I wonder if t-4 would help it??

Ak


----------



## 101st Ranger (Sep 12, 2015)

Akamai said:


> I wonder if t-4 would help it??
> 
> Ak



Help what?


----------



## johnjuanb1 (Sep 13, 2015)

Akamai said:


> I wonder if t-4 would help it??
> 
> Ak



I'm wondering that myself. Mk677 doesn't effect thyroid output short term but I couldn't find in the long term studies any mention of effect on the thyroid. It does mention blood glucose going up and insulin output increasing. With constant HGH secretion it would make sense thyroid output would drop off after time. T4 is worth a shot. I use Maeng da kratom for energy. This works great but it's only meant to be used a few times a week to prevent dependence. I also use modanifil occasionally. Huperzine A is a good energy supplement, and it inhibits somatostatin which is definitely a good thing when using HGH supplements.


----------



## Akamai (Sep 17, 2015)

johnjuanb1 said:


> I'm wondering that myself. Mk677 doesn't effect thyroid output short term but I couldn't find in the long term studies any mention of effect on the thyroid.
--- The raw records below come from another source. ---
use std::path::{Path, PathBuf};
use std::sync::Arc;
use std::time::Duration;

use clap::{Args, Parser, Subcommand};
use reqwest::header::{CONTENT_TYPE, COOKIE, HeaderMap, HeaderName, HeaderValue};
use slots::menu::{self, EditMenu, MenuEntry};
use slots::render::plain_text;
use slots::{AssignRequest, Cell, CellDataset, CellError, OptionCatalog, ParseError, SaveFailure, SaveOutcome};
use tracing_subscriber::EnvFilter;

#[cfg(test)]
#[path = "main_test.rs"]
mod main_test;

#[derive(Debug, thiserror::Error)]
enum CliError {
    #[error("missing save endpoint; pass --assign-url or set SLOTGRID_ASSIGN_URL")]
    MissingAssignUrl,
    #[error("missing CSRF token; pass --csrf-token or set SLOTGRID_CSRF_TOKEN")]
    MissingCsrfToken,
    #[error("http request failed: {0}")]
    Http(#[from] reqwest::Error),
    #[error("invalid header value: {0}")]
    InvalidHeader(#[from] reqwest::header::InvalidHeaderValue),
    #[error("invalid header name: {0}")]
    InvalidHeaderName(#[from] reqwest::header::InvalidHeaderName),
    #[error("save failed: {}", .0.alert_message())]
    Save(#[from] SaveFailure),
    #[error(transparent)]
    Cell(#[from] CellError),
    #[error(transparent)]
    Parse(#[from] ParseError),
    #[error("could not read {}: {source}", path.display())]
    ReadOptions {
        path: PathBuf,
        #[source]
        source: std::io::Error,
    },
    #[error("invalid JSON payload: {0}")]
    InvalidJson(#[from] serde_json::Error),
}

#[derive(Parser, Debug)]
#[command(name = "slotgrid", about = "Inspect and save slot-grid cell assignments")]
struct Cli {
    /// Save endpoint, as rendered into the page's `assign-url` block.
    #[arg(long, env = "SLOTGRID_ASSIGN_URL")]
    assign_url: Option<String>,

    #[arg(long, env = "SLOTGRID_CSRF_TOKEN")]
    csrf_token: Option<String>,

    /// Raw `Cookie` header value for an authenticated session.
    #[arg(long, env = "SLOTGRID_SESSION_COOKIE")]
    session_cookie: Option<String>,

    #[arg(long, default_value_t = 30_000)]
    timeout_ms: u64,

    #[command(subcommand)]
    command: Command,
}

#[derive(Subcommand, Debug)]
enum Command {
    /// Save one assignment through the endpoint the widget uses.
    Assign(AssignArgs),
    /// Render a cell from raw attribute values without touching the network.
    Preview(PreviewArgs),
}

#[derive(Args, Debug)]
struct AssignArgs {
    #[arg(long)]
    slot_id: i64,

    #[arg(long)]
    student_id: i64,

    /// Menu value: `0` to unassign, `<id>`, or `<id>-locked`.
    choice: String,
}

#[derive(Args, Debug)]
struct PreviewArgs {
    /// JSON file shaped like the page's `all-options` block.
    #[arg(long)]
    options: PathBuf,

    #[arg(long)]
    slot_id: Option<String>,

    #[arg(long)]
    student_id: Option<String>,

    #[arg(long)]
    current_item_id: Option<String>,

    #[arg(long)]
    locked: Option<String>,

    #[arg(long)]
    preferred_options: Option<String>,

    #[arg(long)]
    remaining_options: Option<String>,

    #[arg(long)]
    allow_locking: Option<String>,

    /// Also pick this menu value and print the request that would be sent.
    #[arg(long)]
    choose: Option<String>,
}

impl PreviewArgs {
    fn dataset(&self) -> CellDataset {
        CellDataset {
            slot_id: self.slot_id.clone(),
            student_id: self.student_id.clone(),
            current_item_id: self.current_item_id.clone(),
            locked: self.locked.clone(),
            preferred_options: self.preferred_options.clone(),
            remaining_options: self.remaining_options.clone(),
            allow_locking: self.allow_locking.clone(),
        }
    }
}

#[derive(Debug, Clone)]
struct SaveContext {
    assign_url: String,
    csrf_token: String,
    session_cookie: Option<String>,
    timeout: Duration,
}

impl SaveContext {
    fn from_cli(cli: &Cli) -> Result<Self, CliError> {
        Ok(Self {
            assign_url: cli.assign_url.clone().ok_or(CliError::MissingAssignUrl)?,
            csrf_token: cli.csrf_token.clone().ok_or(CliError::MissingCsrfToken)?,
            session_cookie: cli.session_cookie.clone(),
            timeout: Duration::from_millis(cli.timeout_ms),
        })
    }

    fn headers(&self) -> Result<HeaderMap, CliError> {
        let mut headers = HeaderMap::new();
        headers.insert(CONTENT_TYPE, HeaderValue::from_static("application/json"));
        headers.insert(HeaderName::try_from(slots::CSRF_HEADER)?, HeaderValue::from_str(&self.csrf_token)?);
        if let Some(cookie) = &self.session_cookie {
            headers.insert(COOKIE, HeaderValue::from_str(cookie)?);
        }
        Ok(headers)
    }
}

#[tokio::main]
async fn main() -> Result<(), CliError> {
    tracing_subscriber::fmt()
        .with_env_filter(EnvFilter::try_from_default_env().unwrap_or_else(|_| EnvFilter::new("info")))
        .with_writer(std::io::stderr)
        .init();

    let cli = Cli::parse();
    match &cli.command {
        Command::Assign(args) => run_assign(&SaveContext::from_cli(&cli)?, args).await,
        Command::Preview(args) => run_preview(args),
    }
}

async fn run_assign(ctx: &SaveContext, args: &AssignArgs) -> Result<(), CliError> {
    let choice = menu::decode_choice(&args.choice)?;
    let request = AssignRequest::new(args.slot_id, args.student_id, choice);
    tracing::info!(
        slot_id = request.slot_id,
        student_id = request.student_id,
        option_id = ?request.option_id,
        admin_lock = request.admin_lock,
        "saving assignment"
    );

    let outcome = match tokio::time::timeout(ctx.timeout, post_assignment(ctx, &request)).await {
        Ok(outcome) => outcome?,
        Err(_) => SaveOutcome::Failure(SaveFailure::TimedOut(ctx.timeout)),
    };

    match outcome {
        SaveOutcome::Success { .. } => {
            println!("{}", describe_saved(&request));
            Ok(())
        }
        SaveOutcome::Failure(failure) => {
            tracing::warn!(code = ?failure.code(), "save rejected: {failure}");
            Err(failure.into())
        }
    }
}

async fn post_assignment(ctx: &SaveContext, request: &AssignRequest) -> Result<SaveOutcome, CliError> {
    let client = reqwest::Client::new();
    let body = serde_json::to_string(request)?;
    let response = client
        .post(&ctx.assign_url)
        .headers(ctx.headers()?)
        .body(body)
        .send()
        .await?;
    let status = response.status().as_u16();
    let text = response.text().await?;
    Ok(SaveOutcome::from_response(request, status, &text))
}

fn describe_saved(request: &AssignRequest) -> String {
    let target = match request.option_id {
        None => "unassigned".to_owned(),
        Some(id) if request.admin_lock => format!("option {id} (locked)"),
        Some(id) => format!("option {id}"),
    };
    format!("saved: slot {} student {} -> {target}", request.slot_id, request.student_id)
}

fn run_preview(args: &PreviewArgs) -> Result<(), CliError> {
    let catalog = read_catalog(&args.options)?;
    let mut cell = Cell::from_dataset(&args.dataset(), Arc::new(catalog))?;

    println!("{}", plain_text(&cell.at_rest_glyphs()));
    for line in menu_lines(&cell.edit_menu()) {
        println!("{line}");
    }

    if let Some(value) = &args.choose {
        cell.begin_edit();
        let request = cell.choose(value)?;
        println!("{}", serde_json::to_string_pretty(&request)?);
    }
    Ok(())
}

fn read_catalog(path: &Path) -> Result<OptionCatalog, CliError> {
    let raw = std::fs::read_to_string(path).map_err(|source| CliError::ReadOptions {
        path: path.to_owned(),
        source,
    })?;
    Ok(OptionCatalog::from_json(&raw)?)
}

/// Text form of the edit menu; `*` marks the pre-selected entry.
fn menu_lines(menu: &EditMenu) -> Vec<String> {
    let mut lines = vec![entry_line(&menu.unassigned)];
    for group in &menu.groups {
        lines.push(format!("{}:", group.label));
        lines.extend(group.entries.iter().map(|entry| format!("  {}", entry_line(entry))));
    }
    lines
}

fn entry_line(entry: &MenuEntry) -> String {
    let mark = if entry.selected { '*' } else { ' ' };
    format!("{mark} {} [{}]", entry.text, entry.value)
}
It does mention blood glucose going up and insulin output increasing. With constant HGH secretion it would make sense thyroid output would drop off after time. T4 is worth a shot. I use Maeng da kratom for energy. This works great but it's only meant to be used a few times a week to prevent dependence. I also use modanifil occasionally. Huperzine A is a good energy supplement, and it inhibits somatostatin which is definitely a good thing when using HGH supplements.



Exactly what Im thinking.

Ak


----------



## johnjuanb1 (Sep 19, 2015)

I've been on MK-677 for 5 days and there is no lethargia at all. I feel great actually. The first two nights I took 7mg and the past two nights I took 10mg. I'll take 10mg tonight. I am gaining water weight which is helping my bad deltoid feel cushioned which is great! I hope my energy levels stay up by sticking to a low dose.


----------